In the records below, which lines include "BUFFERS"? Copy them.

Saved entries:

=== Section Start ===

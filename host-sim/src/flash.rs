// SPDX-FileCopyrightText: 2024 Foundation Devices, Inc. <hello@foundation.xyz>
// SPDX-License-Identifier: GPL-3.0-or-later

//! RAM-backed NOR flash chips.

use std::cell::Cell;
use std::path::Path;

use consts::{EXTFLASH_PAGE_SIZE, INTFLASH_BANK_SIZE, INTFLASH_SECTOR_SIZE, INTFLASH_WORD_SIZE};
use embedded_storage::nor_flash::{ErrorType, NorFlash, NorFlashErrorKind, ReadNorFlash};
use manager::{EraseCursor, ExternalFlash};

use crate::Error;

/// Block erase sizes the external chip supports besides its smallest one.
const LARGE_BLOCKS: [u32; 2] = [64 << 10, 32 << 10];

/// Counters of what the external chip was asked to do.
#[derive(Debug, Clone, Copy, Default, PartialEq, Eq)]
pub struct ExtStats {
    pub block_erases: u32,
    pub chip_erases: u32,
    pub page_programs: u32,
    pub bytes_programmed: u64,
    /// Commands issued while memory-mapped, or mapped reads while in command mode.
    pub mode_violations: u32,
    /// Commands issued while an erase was still in flight.
    pub busy_violations: u32,
}

/// External OSPI NOR flash.
///
/// Erases take `erase_busy_ticks` polls to complete; programs are instant.
pub struct SimExtFlash {
    mem: Vec<u8>,
    erase_size: u32,
    erase_busy_ticks: u32,
    chip_erase_busy_ticks: u32,
    mapped: bool,
    busy: u32,
    stats: ExtStats,
    mapped_violations: Cell<u32>,
}

impl SimExtFlash {
    pub fn new(size: u32, erase_size: u32) -> Result<Self, Error> {
        if erase_size == 0 || !erase_size.is_power_of_two() || size % erase_size != 0 {
            return Err(Error::Geometry { size, erase_size });
        }
        Ok(Self {
            mem: vec![0xff; size as usize],
            erase_size,
            erase_busy_ticks: 0,
            chip_erase_busy_ticks: 0,
            mapped: true,
            busy: 0,
            stats: ExtStats::default(),
            mapped_violations: Cell::new(0),
        })
    }

    pub fn with_busy_ticks(mut self, erase: u32, chip_erase: u32) -> Self {
        self.erase_busy_ticks = erase;
        self.chip_erase_busy_ticks = chip_erase;
        self
    }

    /// Replaces the start of the chip with the contents of an image file.
    pub fn load_image(&mut self, path: &Path) -> Result<(), Error> {
        let image = std::fs::read(path).map_err(Error::ReadImage)?;
        if image.len() > self.mem.len() {
            return Err(Error::ImageTooLarge {
                len: image.len(),
                size: self.mem.len(),
            });
        }
        self.mem[..image.len()].copy_from_slice(&image);
        tracing::debug!("loaded {} bytes from {}", image.len(), path.display());
        Ok(())
    }

    pub fn save_image(&self, path: &Path) -> Result<(), Error> {
        std::fs::write(path, &self.mem).map_err(Error::WriteImage)
    }

    /// Raw chip contents, bypassing the mode checks.
    pub fn contents(&self) -> &[u8] {
        &self.mem
    }

    pub fn contents_mut(&mut self) -> &mut [u8] {
        &mut self.mem
    }

    pub fn stats(&self) -> ExtStats {
        ExtStats {
            mode_violations: self.stats.mode_violations + self.mapped_violations.get(),
            ..self.stats
        }
    }

    fn command(&mut self) {
        if self.mapped {
            self.stats.mode_violations += 1;
        }
    }

    fn block_at(&self, offset: u32, remaining: u32) -> u32 {
        LARGE_BLOCKS
            .into_iter()
            .filter(|block| *block > self.erase_size)
            .find(|block| offset % block == 0 && remaining >= *block)
            .unwrap_or(self.erase_size)
    }
}

impl ExternalFlash for SimExtFlash {
    fn enable_memory_mapped(&mut self) {
        self.mapped = true;
    }

    fn disable_memory_mapped(&mut self) {
        self.mapped = false;
    }

    fn size(&self) -> u32 {
        self.mem.len() as u32
    }

    fn smallest_erase_size(&self) -> u32 {
        self.erase_size
    }

    fn erase(&mut self, cursor: &mut EraseCursor) -> bool {
        self.command();
        if self.busy > 0 {
            self.busy -= 1;
            return false;
        }
        if cursor.remaining > 0 {
            let block = self.block_at(cursor.offset, cursor.remaining);
            let start = cursor.offset as usize;
            let end = (start + block as usize).min(self.mem.len());
            self.mem[start.min(end)..end].fill(0xff);
            self.stats.block_erases += 1;
            self.busy = self.erase_busy_ticks;
            cursor.offset += block;
            cursor.remaining = cursor.remaining.saturating_sub(block);
        }
        cursor.remaining == 0
    }

    fn chip_erase(&mut self) {
        self.command();
        if self.busy > 0 {
            self.stats.busy_violations += 1;
        }
        self.mem.fill(0xff);
        self.stats.chip_erases += 1;
        self.busy = self.chip_erase_busy_ticks;
    }

    fn page_program(&mut self, address: u32, data: &[u8]) {
        self.command();
        if self.busy > 0 {
            self.stats.busy_violations += 1;
            self.busy = 0;
        }
        // A page program wraps around inside its page, like the real chip.
        let page = address - address % EXTFLASH_PAGE_SIZE;
        for (i, byte) in data.iter().enumerate() {
            let at = page + (address - page + i as u32) % EXTFLASH_PAGE_SIZE;
            if let Some(cell) = self.mem.get_mut(at as usize) {
                *cell &= byte;
            }
        }
        self.stats.page_programs += 1;
        self.stats.bytes_programmed += data.len() as u64;
    }

    fn is_idle(&mut self) -> bool {
        if self.busy > 0 {
            self.busy -= 1;
            return false;
        }
        true
    }

    fn mapped(&self, offset: u32, len: u32) -> &[u8] {
        if !self.mapped {
            self.mapped_violations.set(self.mapped_violations.get() + 1);
        }
        let start = (offset as usize).min(self.mem.len());
        let end = start.saturating_add(len as usize).min(self.mem.len());
        &self.mem[start..end]
    }
}

/// Both internal flash banks as one `NorFlash`, offset 0 being bank 1.
pub struct SimIntFlash {
    mem: Vec<u8>,
    erases: u32,
    fail: bool,
}

impl Default for SimIntFlash {
    fn default() -> Self {
        Self::new()
    }
}

impl SimIntFlash {
    pub fn new() -> Self {
        Self {
            mem: vec![0xff; 2 * INTFLASH_BANK_SIZE as usize],
            erases: 0,
            fail: false,
        }
    }

    pub fn contents(&self) -> &[u8] {
        &self.mem
    }

    /// Sectors erased so far.
    pub fn erases(&self) -> u32 {
        self.erases
    }

    /// Makes every following erase and write report an error.
    pub fn set_failing(&mut self, fail: bool) {
        self.fail = fail;
    }

    fn check(&self, offset: u32, len: usize, align: u32) -> Result<(), NorFlashErrorKind> {
        if self.fail {
            return Err(NorFlashErrorKind::Other);
        }
        if offset % align != 0 || len as u32 % align != 0 {
            return Err(NorFlashErrorKind::NotAligned);
        }
        if offset as usize + len > self.mem.len() {
            return Err(NorFlashErrorKind::OutOfBounds);
        }
        Ok(())
    }
}

impl ErrorType for SimIntFlash {
    type Error = NorFlashErrorKind;
}

impl ReadNorFlash for SimIntFlash {
    const READ_SIZE: usize = 1;

    fn read(&mut self, offset: u32, bytes: &mut [u8]) -> Result<(), Self::Error> {
        let start = offset as usize;
        let src = self
            .mem
            .get(start..start + bytes.len())
            .ok_or(NorFlashErrorKind::OutOfBounds)?;
        bytes.copy_from_slice(src);
        Ok(())
    }

    fn capacity(&self) -> usize {
        self.mem.len()
    }
}

impl NorFlash for SimIntFlash {
    const WRITE_SIZE: usize = INTFLASH_WORD_SIZE as usize;
    const ERASE_SIZE: usize = INTFLASH_SECTOR_SIZE as usize;

    fn erase(&mut self, from: u32, to: u32) -> Result<(), Self::Error> {
        let len = to.checked_sub(from).ok_or(NorFlashErrorKind::OutOfBounds)?;
        self.check(from, len as usize, INTFLASH_SECTOR_SIZE)?;
        self.mem[from as usize..to as usize].fill(0xff);
        self.erases += len / INTFLASH_SECTOR_SIZE;
        Ok(())
    }

    fn write(&mut self, offset: u32, bytes: &[u8]) -> Result<(), Self::Error> {
        self.check(offset, bytes.len(), INTFLASH_WORD_SIZE)?;
        let start = offset as usize;
        for (cell, byte) in self.mem[start..start + bytes.len()].iter_mut().zip(bytes) {
            *cell &= byte;
        }
        Ok(())
    }
}

#[cfg(test)]
mod tests {
    use super::*;

    #[test]
    fn erase_prefers_large_blocks() {
        let mut flash = SimExtFlash::new(1 << 20, 4096).unwrap();
        flash.disable_memory_mapped();
        let mut cursor = EraseCursor {
            offset: 0x1_0000 - 0x2000,
            remaining: 0x2000 + 0x1_0000 + 0x1000,
        };
        while !flash.erase(&mut cursor) {}
        // Two 4K blocks up to the 64K boundary, one 64K block, one 4K block.
        assert_eq!(flash.stats().block_erases, 4);
        assert_eq!(cursor.offset, 0x2_1000);
        assert_eq!(flash.stats().mode_violations, 0);
    }

    #[test]
    fn erase_waits_for_busy_chip() {
        let mut flash = SimExtFlash::new(1 << 20, 4096).unwrap().with_busy_ticks(2, 0);
        flash.disable_memory_mapped();
        let mut cursor = EraseCursor {
            offset: 0,
            remaining: 8192,
        };
        assert!(!flash.erase(&mut cursor));
        assert!(!flash.erase(&mut cursor));
        assert!(!flash.erase(&mut cursor));
        assert!(flash.erase(&mut cursor));
        assert!(!flash.is_idle());
        assert!(!flash.is_idle());
        assert!(flash.is_idle());
    }

    #[test]
    fn program_only_clears_bits_and_wraps_in_page() {
        let mut flash = SimExtFlash::new(1 << 16, 4096).unwrap();
        flash.disable_memory_mapped();
        flash.page_program(0, &[0x0f]);
        flash.page_program(0, &[0xf1]);
        flash.page_program(254, &[1, 2, 3]);
        assert_eq!(flash.contents()[0], 0x01);
        assert_eq!(&flash.contents()[254..256], &[1, 2]);
        assert_eq!(flash.contents()[256], 0xff);
    }

    #[test]
    fn mode_violations_are_counted() {
        let mut flash = SimExtFlash::new(1 << 16, 4096).unwrap();
        flash.page_program(0, &[0]);
        flash.disable_memory_mapped();
        let _ = flash.mapped(0, 16);
        assert_eq!(flash.stats().mode_violations, 2);
    }

    #[test]
    fn bad_geometry() {
        assert!(SimExtFlash::new(1 << 20, 3000).is_err());
        assert!(SimExtFlash::new(1000, 4096).is_err());
    }

    #[test]
    fn internal_alignment() {
        let mut flash = SimIntFlash::new();
        assert_eq!(flash.erase(4096, 8192), Err(NorFlashErrorKind::NotAligned));
        assert_eq!(flash.write(8, &[0; 16]), Err(NorFlashErrorKind::NotAligned));
        assert_eq!(
            flash.write(2 * INTFLASH_BANK_SIZE, &[0; 16]),
            Err(NorFlashErrorKind::OutOfBounds)
        );
        flash.write(16, &[0xaa; 16]).unwrap();
        assert_eq!(&flash.contents()[16..32], &[0xaa; 16]);
        flash.erase(0, 8192).unwrap();
        assert_eq!(flash.erases(), 1);
        assert_eq!(&flash.contents()[16..32], &[0xff; 16]);
    }

    #[test]
    fn failing_internal_flash() {
        let mut flash = SimIntFlash::new();
        flash.set_failing(true);
        assert_eq!(flash.write(0, &[0; 16]), Err(NorFlashErrorKind::Other));
    }
}
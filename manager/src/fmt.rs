// SPDX-FileCopyrightText: 2024 Foundation Devices, Inc. <hello@foundationdevices.com>
// SPDX-License-Identifier: GPL-3.0-or-later

//! Logging shim: `defmt` on the device, `log` in the simulator, nothing otherwise.
//!
//! `defmt` wins when both are enabled. Format strings must stay within what both backends accept (`{}`, `{:?}`, `{:#x}`).

#![macro_use]
#![allow(unused_macros)]

macro_rules! log_impl {
    ($level:ident, $s:literal $(, $x:expr)* $(,)?) => {
        {
            #[cfg(feature = "defmt")]
            ::defmt::$level!($s $(, $x)*);
            #[cfg(all(feature = "log", not(feature = "defmt")))]
            ::log::$level!($s $(, $x)*);
            #[cfg(not(any(feature = "defmt", feature = "log")))]
            {
                $( let _ = &$x; )*
            }
        }
    };
}

macro_rules! trace {
    ($($arg:tt)*) => { log_impl!(trace, $($arg)*) };
}

macro_rules! debug {
    ($($arg:tt)*) => { log_impl!(debug, $($arg)*) };
}

macro_rules! info {
    ($($arg:tt)*) => { log_impl!(info, $($arg)*) };
}

macro_rules! warn {
    ($($arg:tt)*) => { log_impl!(warn, $($arg)*) };
}

macro_rules! error {
    ($($arg:tt)*) => { log_impl!(error, $($arg)*) };
}
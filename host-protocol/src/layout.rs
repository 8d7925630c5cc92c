// SPDX-FileCopyrightText: 2024 Foundation Devices, Inc. <hello@foundation.xyz>
// SPDX-License-Identifier: GPL-3.0-or-later

//! Byte offsets of the blocks inside the Communication Region.
//!
//! ```text
//! 0x00000  header            1 KiB
//! 0x00400  contexts[0]       1 KiB
//! 0x00800  contexts[1]       1 KiB
//! 0x00c00  active_context    1 KiB
//! 0x01000  buffer[0]       256 KiB
//! 0x41000  buffer[1]       256 KiB
//! 0x81000  decompress      256 KiB
//! ```

use consts::{BUFFER_SIZE, COMM_ADDRESS, CONTEXT_BLOCK_SIZE, HEADER_BLOCK_SIZE, NUM_SLOTS};

pub const HEADER: usize = 0;
pub const CONTEXTS: usize = HEADER + HEADER_BLOCK_SIZE;
pub const ACTIVE_CONTEXT: usize = CONTEXTS + NUM_SLOTS * CONTEXT_BLOCK_SIZE;
pub const BUFFERS: usize = ACTIVE_CONTEXT + CONTEXT_BLOCK_SIZE;
pub const DECOMPRESS_BUFFER: usize = BUFFERS + NUM_SLOTS * BUFFER_SIZE;
pub const REGION_SIZE: usize = DECOMPRESS_BUFFER + BUFFER_SIZE;

/// Offset of context slot `slot`. The caller checks `slot < NUM_SLOTS`.
pub const fn context(slot: usize) -> usize {
    CONTEXTS + slot * CONTEXT_BLOCK_SIZE
}

/// Offset of the payload buffer paired with context slot `slot`.
pub const fn buffer(slot: usize) -> usize {
    BUFFERS + slot * BUFFER_SIZE
}

/// Device address of a region offset, as stored in the `buffer` context field.
pub const fn address(offset: usize) -> u32 {
    COMM_ADDRESS + offset as u32
}
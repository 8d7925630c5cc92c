// SPDX-FileCopyrightText: 2024 Foundation Devices, Inc. <hello@foundation.xyz>
// SPDX-License-Identifier: GPL-3.0-or-later

use {crate::ExitCode, std::io::Write};

const SMALL_FLASH: &str = "0x100000";

/// Info on a fresh board reports the geometry and an idle device.
#[test]
fn info() {
    let output = test(["info", "--flash-size", SMALL_FLASH]);
    assert_eq!(output.exit_code, ExitCode(0));
    assert!(output.stdout.contains("1 MiB (1048576)"));
    assert!(output.stdout.contains("4 KiB (4096)"));
    assert!(output.stdout.contains("IDLE (0xcafe0000)"));
    assert!(output.stderr.is_empty());
}

/// Flash a file into an image, then hash it back from the saved image.
#[test]
fn flash_then_hash_from_image() {
    let data: Vec<u8> = (0..300_000u32).map(|i| (i % 253) as u8).collect();
    let input = create_file(&data);
    let image = tempfile::NamedTempFile::new().unwrap();
    let image_path = image.path().to_str().unwrap();

    let output = test([
        "flash",
        "--flash-size",
        SMALL_FLASH,
        "--image",
        image_path,
        "--offset",
        "0x10000",
        input.path().to_str().unwrap(),
    ]);
    assert_eq!(output.exit_code, ExitCode(0));
    // Padded to the 4 KiB erase size.
    assert!(output.stdout.contains("(303104)"));
    assert!(output.stdout.contains("2 of 2 sent"));

    let saved = std::fs::read(image.path()).unwrap();
    assert_eq!(saved.len(), 1 << 20);
    assert_eq!(&saved[0x10000..0x10000 + data.len()], &data[..]);
    assert!(saved[0x10000 + data.len()..].iter().all(|b| *b == 0xff));

    let output = test([
        "hash",
        "--flash-size",
        SMALL_FLASH,
        "--image",
        image_path,
        "--offset",
        "0x10000",
        "--size",
        "262144",
    ]);
    assert_eq!(output.exit_code, ExitCode(0));
    let expected = hex::encode(host_sim::sha256(&data[..262144]));
    assert!(output.stdout.contains(&format!("0x00010000 {expected}")));

    // Flashing the same file again sends nothing.
    let output = test([
        "flash",
        "--flash-size",
        SMALL_FLASH,
        "--image",
        image_path,
        "--offset",
        "0x10000",
        input.path().to_str().unwrap(),
    ]);
    assert_eq!(output.exit_code, ExitCode(0));
    assert!(output.stdout.contains("0 of 2 sent"));
}

/// Erase a range of a saved image.
#[test]
fn erase_range() {
    let image = create_file(&vec![0u8; 1 << 20]);
    let image_path = image.path().to_str().unwrap();
    let output = test([
        "erase",
        "--flash-size",
        SMALL_FLASH,
        "--image",
        image_path,
        "--offset",
        "0x2000",
        "--size",
        "100",
    ]);
    assert_eq!(output.exit_code, ExitCode(0));
    assert!(output.stdout.contains("erased"));

    let saved = std::fs::read(image.path()).unwrap();
    assert!(saved[..0x2000].iter().all(|b| *b == 0));
    assert!(saved[0x2000..0x3000].iter().all(|b| *b == 0xff));
    assert!(saved[0x3000..].iter().all(|b| *b == 0));
}

#[test]
fn erase_whole_chip() {
    let image = create_file(&vec![0u8; 1 << 20]);
    let output = test([
        "erase",
        "--flash-size",
        SMALL_FLASH,
        "--image",
        image.path().to_str().unwrap(),
        "--whole-chip",
    ]);
    assert_eq!(output.exit_code, ExitCode(0));
    assert!(output.stdout.contains("whole chip"));
    let saved = std::fs::read(image.path()).unwrap();
    assert!(saved.iter().all(|b| *b == 0xff));
}

#[test]
fn erase_needs_a_size() {
    let output = test(["erase", "--offset", "0x1000"]);
    assert_eq!(output.exit_code, ExitCode(1));
    assert!(output.stderr.contains("--size or --whole-chip"));
}

/// Internal banks are written in one context.
#[test]
fn flash_internal() {
    let input = create_file(&[0x5a; 1000]);
    let output = test([
        "flash",
        "--flash-size",
        SMALL_FLASH,
        "--bank",
        "internal2",
        "--offset",
        "0x4000",
        input.path().to_str().unwrap(),
    ]);
    assert_eq!(output.exit_code, ExitCode(0));
    assert!(output.stdout.contains("8 KiB (8192) at internal2 0x4000"));
}

/// Absolute addresses are caught on the host.
#[test]
fn absolute_offset() {
    let input = create_file(b"Hello, world!");
    let output = test([
        "flash",
        "--flash-size",
        SMALL_FLASH,
        "--offset",
        "0x90001000",
        input.path().to_str().unwrap(),
    ]);
    assert_eq!(output.exit_code, ExitCode(1));
    assert!(output.stderr.contains("did you mean 0x00001000?"));
}

#[test]
fn unaligned_offset() {
    let input = create_file(b"Hello, world!");
    let output = test([
        "flash",
        "--flash-size",
        SMALL_FLASH,
        "--offset",
        "0x100",
        input.path().to_str().unwrap(),
    ]);
    assert_eq!(output.exit_code, ExitCode(1));
    assert!(output.stderr.contains("must be a multiple of 4096"));
}

#[test]
fn image_larger_than_flash() {
    let input = create_file(&vec![0; 2 << 20]);
    let output = test([
        "flash",
        "--flash-size",
        SMALL_FLASH,
        input.path().to_str().unwrap(),
    ]);
    assert_eq!(output.exit_code, ExitCode(1));
    assert!(output.stderr.contains("do not fit"));
}

#[test]
fn missing_input_file() {
    let output = test(["flash", "/nonexistent/firmware.bin"]);
    assert_eq!(output.exit_code, ExitCode(1));
    assert!(output.stderr.contains("failed to read input file"));
}

#[test]
fn config_file() {
    let config = create_file(
        br#"
        flash-size = 2097152
        erase-size = 65536

        [device]
        release = "after-verify"
        "#,
    );
    let output = test(["info", "--config", config.path().to_str().unwrap()]);
    assert_eq!(output.exit_code, ExitCode(0));
    assert!(output.stdout.contains("2 MiB (2097152)"));
    assert!(output.stdout.contains("64 KiB (65536)"));
}

#[test]
fn flash_size_in_config_and_cli() {
    let config = create_file(b"flash-size = 2097152\n");
    let output = test([
        "info",
        "--config",
        config.path().to_str().unwrap(),
        "--flash-size",
        SMALL_FLASH,
    ]);
    assert_eq!(output.exit_code, ExitCode(1));
    assert!(output
        .stderr
        .contains("flash size specified both in config file and CLI"));
}

#[test]
fn unknown_config_field() {
    let config = create_file(b"flash-sise = 1\n");
    let output = test(["info", "--config", config.path().to_str().unwrap()]);
    assert_eq!(output.exit_code, ExitCode(1));
    assert!(output.stderr.contains("config file format error in TOML"));
}

#[test]
fn bad_geometry() {
    let output = test(["info", "--flash-size", "1000"]);
    assert_eq!(output.exit_code, ExitCode(1));
    assert!(output.stderr.contains("invalid flash geometry"));
}

#[test]
fn bad_number() {
    let output = test(["info", "--flash-size", "0xzz"]);
    assert_eq!(output.exit_code, ExitCode(1));
    assert!(output.stderr.contains("invalid number"));
}

fn test<const N: usize>(args: [&str; N]) -> Output {
    let mut stdout = Vec::new();
    let mut stderr = Vec::new();
    let exit_code = crate::main_args(
        std::iter::once("host-sim").chain(args),
        &mut stdout,
        &mut stderr,
    );
    println!("* args: {:?}", args);
    println!("* exit_code: {:?}", exit_code);
    println!("* stdout:\n{}", String::from_utf8_lossy(&stdout));
    println!("* stderr:\n{}", String::from_utf8_lossy(&stderr));
    Output {
        exit_code,
        stdout: String::from_utf8(stdout).unwrap(),
        stderr: String::from_utf8(stderr).unwrap(),
    }
}

#[derive(Debug)]
struct Output {
    exit_code: ExitCode,
    stdout: String,
    stderr: String,
}

fn create_file(data: &[u8]) -> tempfile::NamedTempFile {
    let mut file = tempfile::NamedTempFile::new().unwrap();
    file.write_all(data).unwrap();
    file
}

=== Section End ===

#### Solved exercise
pub const BUFFERS: usize = ACTIVE_CONTEXT + CONTEXT_BLOCK_SIZE;
pub const DECOMPRESS_BUFFER: usize = BUFFERS + NUM_SLOTS * BUFFER_SIZE;
    BUFFERS + slot * BUFFER_SIZE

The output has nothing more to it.